The Oklahoma City Zoo said a rare and most likely genetic condition contributed to the death of their elephant, Chai.
After a controversial trek across the country, Chai settled in Oklahoma City from Seattle last May and died in January.
The original results from the Oklahoma City Zoo were that Chai died of a bacterial infection.
She had also been losing body fat, zoo officials said.
Her bones were donated to the Museum of Osteology, where they're being processed for display.
It was her teeth that offered another tip about the Asian elephant's poor health.
The molars were apparently infected, twisted and deformed, issues that were likely getting worse of a period of years as she shed each set, according to Veterinary Services Director Jennifer D'Agostino.
Zoo officials said Chai had a good appetite and ate well before her death, but was not getting enough caloric content from her food because of the improper chewing issue.

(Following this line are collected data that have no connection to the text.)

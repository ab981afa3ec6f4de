//! Rendering diagnostics for people and for tools.

use crate::diagnostic::{Diagnostic, Diagnostics, Severity};
use crate::source_cache::SourceCache;
use std::io::Write;

/// Output format for a stream of diagnostics.
pub trait DiagnosticEmitter {
    fn emit(&mut self, diagnostic: &Diagnostic, cache: &SourceCache) -> std::io::Result<()>;

    fn emit_all(&mut self, diagnostics: &Diagnostics, cache: &SourceCache) -> std::io::Result<()> {
        for diag in diagnostics {
            self.emit(diag, cache)?;
        }
        Ok(())
    }

    fn emit_summary(&mut self, diagnostics: &Diagnostics) -> std::io::Result<()>;
}

/// Terminal output with an optional ANSI palette and a source snippet.
pub struct TerminalEmitter<W: Write> {
    writer: W,
    colored: bool,
}

impl<W: Write> TerminalEmitter<W> {
    pub fn new(writer: W, colored: bool) -> Self {
        Self { writer, colored }
    }

    fn paint(&self, code: &'static str) -> &'static str {
        if self.colored {
            code
        } else {
            ""
        }
    }

    fn severity_color(&self, severity: Severity) -> &'static str {
        self.paint(match severity {
            Severity::Error => "\x1b[31m",
            Severity::Warning => "\x1b[33m",
            Severity::Hint => "\x1b[34m",
        })
    }
}

impl<W: Write> DiagnosticEmitter for TerminalEmitter<W> {
    fn emit(&mut self, diagnostic: &Diagnostic, cache: &SourceCache) -> std::io::Result<()> {
        let color = self.severity_color(diagnostic.severity);
        let reset = self.paint("\x1b[0m");
        let bold = self.paint("\x1b[1m");
        let cyan = self.paint("\x1b[36m");

        writeln!(
            self.writer,
            "{bold}{color}{}[{}]{reset}: {}",
            diagnostic.severity, diagnostic.code, diagnostic.message
        )?;

        if let Some(loc) = cache.location(diagnostic.span) {
            writeln!(self.writer, "  {cyan}-->{reset} {loc}")?;

            let line_text = cache
                .get_file(diagnostic.span.file_id)
                .and_then(|file| file.line_text(loc.line));
            if let Some(line_text) = line_text {
                let gutter = loc.line.to_string();
                let pad = " ".repeat(gutter.len());
                let indent = (loc.column - 1) as usize;
                let room = line_text.len().saturating_sub(indent).max(1);
                let carets = "^".repeat((diagnostic.span.len().max(1) as usize).min(room));

                writeln!(self.writer, "{pad} {cyan}|{reset}")?;
                writeln!(self.writer, "{cyan}{gutter} |{reset} {line_text}")?;
                writeln!(
                    self.writer,
                    "{pad} {cyan}|{reset} {}{color}{carets}{reset}",
                    " ".repeat(indent)
                )?;
            }
        }

        if let Some(help) = &diagnostic.help {
            writeln!(self.writer, "  {cyan}= help:{reset} {help}")?;
        }

        writeln!(self.writer)
    }

    fn emit_summary(&mut self, diagnostics: &Diagnostics) -> std::io::Result<()> {
        let errors = diagnostics.error_count();
        let warnings = diagnostics.warning_count();
        if errors == 0 && warnings == 0 {
            return Ok(());
        }

        let color = if errors > 0 {
            self.severity_color(Severity::Error)
        } else {
            self.severity_color(Severity::Warning)
        };
        let reset = self.paint("\x1b[0m");
        let plural = |n: usize| if n == 1 { "" } else { "s" };

        let mut parts = Vec::new();
        if errors > 0 {
            parts.push(format!("{errors} error{}", plural(errors)));
        }
        if warnings > 0 {
            parts.push(format!("{warnings} warning{}", plural(warnings)));
        }
        writeln!(self.writer, "{color}{} emitted{reset}", parts.join(" and "))
    }
}

/// One JSON object per line, for editor and CI integration.
pub struct JsonEmitter<W: Write> {
    writer: W,
}

impl<W: Write> JsonEmitter<W> {
    pub fn new(writer: W) -> Self {
        Self { writer }
    }
}

impl<W: Write> DiagnosticEmitter for JsonEmitter<W> {
    fn emit(&mut self, diagnostic: &Diagnostic, cache: &SourceCache) -> std::io::Result<()> {
        let location = cache.location(diagnostic.span).map(|l| {
            serde_json::json!({
                "file": l.file,
                "line": l.line,
                "column": l.column,
            })
        });
        let span = (!diagnostic.span.is_dummy()).then(|| {
            serde_json::json!({
                "start": diagnostic.span.start,
                "end": diagnostic.span.end,
            })
        });

        let json = serde_json::json!({
            "code": diagnostic.code.as_str(),
            "severity": diagnostic.severity,
            "message": diagnostic.message,
            "location": location,
            "span": span,
            "help": diagnostic.help,
        });
        serde_json::to_writer(&mut self.writer, &json)?;
        writeln!(self.writer)
    }

    fn emit_summary(&mut self, diagnostics: &Diagnostics) -> std::io::Result<()> {
        let summary = serde_json::json!({
            "type": "summary",
            "errors": diagnostics.error_count(),
            "warnings": diagnostics.warning_count(),
            "total": diagnostics.len(),
        });
        serde_json::to_writer(&mut self.writer, &summary)?;
        writeln!(self.writer)
    }
}

/// `file:line:col: severity: message [code]`, nothing else.
pub struct SimpleEmitter<W: Write> {
    writer: W,
}

impl<W: Write> SimpleEmitter<W> {
    pub fn new(writer: W) -> Self {
        Self { writer }
    }
}

impl<W: Write> DiagnosticEmitter for SimpleEmitter<W> {
    fn emit(&mut self, diagnostic: &Diagnostic, cache: &SourceCache) -> std::io::Result<()> {
        if let Some(loc) = cache.location(diagnostic.span) {
            write!(self.writer, "{loc}: ")?;
        }
        writeln!(
            self.writer,
            "{}: {} [{}]",
            diagnostic.severity, diagnostic.message, diagnostic.code
        )
    }

    fn emit_summary(&mut self, diagnostics: &Diagnostics) -> std::io::Result<()> {
        writeln!(
            self.writer,
            "{} error(s), {} warning(s)",
            diagnostics.error_count(),
            diagnostics.warning_count()
        )
    }
}

#[cfg(test)]
mod tests {
    use super::*;
    use crate::{DiagnosticCode, Span};

    fn sample() -> (SourceCache, Diagnostics) {
        let mut cache = SourceCache::new();
        let id = cache.add_file("main.ts", "const n = Object.entries(o);\n".to_string());
        let mut diags = Diagnostics::new();
        diags.push(
            Diagnostic::new(
                DiagnosticCode::UnsupportedObjectMethod,
                "Object.entries is not supported.",
            )
            .with_span(Span::new(id, 10, 27))
            .build(),
        );
        (cache, diags)
    }

    #[test]
    fn test_terminal_without_color() {
        let (cache, diags) = sample();
        let mut out = Vec::new();
        let mut emitter = TerminalEmitter::new(&mut out, false);
        emitter.emit_all(&diags, &cache).unwrap();
        emitter.emit_summary(&diags).unwrap();

        let text = String::from_utf8(out).unwrap();
        assert!(text.contains("error[U101]: Object.entries is not supported."));
        assert!(text.contains("--> main.ts:1:11"));
        assert!(text.contains(&format!("{}{}", " ".repeat(10), "^".repeat(17))));
        assert!(text.ends_with("1 error emitted\n"));
    }

    #[test]
    fn test_json_line() {
        let (cache, diags) = sample();
        let mut out = Vec::new();
        JsonEmitter::new(&mut out).emit_all(&diags, &cache).unwrap();

        let value: serde_json::Value =
            serde_json::from_slice(out.split(|b| *b == b'\n').next().unwrap()).unwrap();
        assert_eq!(value["code"], "U101");
        assert_eq!(value["severity"], "error");
        assert_eq!(value["location"]["column"], 11);
        assert_eq!(value["span"]["end"], 27);
    }

    #[test]
    fn test_simple_without_location() {
        let cache = SourceCache::new();
        let diag = Diagnostic::new(DiagnosticCode::InternalError, "boom").build();
        let mut out = Vec::new();
        SimpleEmitter::new(&mut out).emit(&diag, &cache).unwrap();
        assert_eq!(String::from_utf8(out).unwrap(), "error: boom [I001]\n");
    }
}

But because certain molars are almost impossible to see during routine checks, D'Agostino said there was nothing they could've done to save her.
However, the zoo has plumber’s cameras they use annually to check the hard-to-reach molars in their elephants, but D’Agostino said they had not been used yet on Chai before her death.
She said the zoo plans to use those cameras twice a year on all elephants in the future to monitor their teeth.
D’Agostino said she could not confirm the bacterial infection that killed Chai was caused by the tooth infection, but that it is a possibility.
Friends of the Woodland Park Zoo Elephants in Seattle read the update about Chai’s teeth and released this statement:
“Chai's congenital abnormality of her teeth should have progressed slowly over what is an elephant's 60 to 70 year lifespan. The fact that Chai suffered such sudden, massive weight loss in less than one year at the Oklahoma City Zoo is suspect. We are reviewing medical records which raise many red flags about the level of care and attention to Chai's conditions. Had Chai been retired to a sanctuary, where she would have received 24/7 monitoring and expert veterinary care, she might be alive today."